The head of the DPR Denis Pushilin addressed citizens today, congratulating them on Republic Day and recalling the referendum that took place exactly six years ago, on May 11, 2014. Then it was necessary to answer the only question: “Do you support the act of state independence of the Donetsk People’s Republic?”
Despite threats from Kiev and a relatively small number of polling stations, 75 percent of the region’s residents took part in the vote, some of which are now in territory controlled by the Ukrainian authorities.
At the vote, 90 percent of the participants voted for independence from the Kiev authorities.
Of course, somewhere the results were slightly different. For example, in the Proletarsky district of Donetsk, only 0,9 percent of voters voted against independence.
I also happened to participate in this referendum. Therefore, I am writing these “notes” as a participant in those events.
The polling station was in a dental clinic, which occupied the entire first floor of a six-entrance building. None of the elections that I found in Donetsk, so many people came to this referendum. The line for the ballots did not have enough space inside, so the tail stretched far to the street, from the middle of the high-rise building to the very corner of the house.
And the thing is not only that the plots were half the size of the usual. It’s just that people themselves believed that they should express their opinion on the future fate of Donbass. They did not want to stay in the country that Ukraine became after the Maidan.
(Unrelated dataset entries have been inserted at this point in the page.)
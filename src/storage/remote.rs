use std::collections::HashMap;

use parking_lot::Mutex;

use super::StorageResult;

/// Per-user remote copy of the ledger snapshot.
pub trait RemoteSnapshotSync: Send + Sync {
    fn push(&self, user_id: &str, snapshot: &str) -> StorageResult<()>;

    fn pull(&self, user_id: &str) -> StorageResult<Option<String>>;
}

/// Process-local remote, keyed by user id. Stands in for a sync server in tests and offline
/// builds.
#[derive(Debug, Default)]
pub struct InMemoryRemote {
    snapshots: Mutex<HashMap<String, String>>,
}

impl InMemoryRemote {
    pub fn new() -> Self {
        Self::default()
    }

    pub fn snapshot_for(&self, user_id: &str) -> Option<String> {
        self.snapshots.lock().get(user_id).cloned()
    }
}

impl RemoteSnapshotSync for InMemoryRemote {
    fn push(&self, user_id: &str, snapshot: &str) -> StorageResult<()> {
        self.snapshots
            .lock()
            .insert(user_id.to_string(), snapshot.to_string());
        Ok(())
    }

    fn pull(&self, user_id: &str) -> StorageResult<Option<String>> {
        Ok(self.snapshot_for(user_id))
    }
}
May 8, 2014 the head of the CEC of the DPR Roman Lyagin noted:
If the leadership of the Donetsk People’s Republic decides to postpone the date of the referendum, we will have to agree with this, but the presidential (Ukrainian) elections in Donetsk will certainly not be held.
Subsequently, the leadership of the DPR decided not to postpone the referendum, because the military aggression of Ukraine against the Donbass had already begun, and the status of the republic had not yet been determined.
Roughly the same thing happened in the Lugansk People's Republic. Here, the turnout at the referendum was 81 percent. Of the total number of voters, more than 96 percent supported state sovereignty.
The next day, both young Republics declared their independence. Since then, in the DPR, the day of the referendum on May 11 began to be celebrated as Republic Day. In the Luhansk People's Republic, May 12 became a public holiday.
Naturally, in Kiev, the results of referenda in the DPR and LPR were declared illegitimate. In Russia, too, they were in no hurry to officially recognize the republics, although the presidential press service made the following statement:
Moscow respects the will of the population of Donetsk and Lugansk regions and proceeds from the fact that the practical implementation of the results of the referenda will proceed in a civilized way, without any recurrence of violence, through dialogue between representatives of Kiev, Donetsk and Lugansk.
Now public entities that emerged in 2014 have to weapons in the hands to defend their right to exist, as the head of the DPR Denis Pushilin mentioned in today's speech:
The illegal power of the “Maidan” Ukraine needed a war on our land, we had to defend our choice, and we still do it.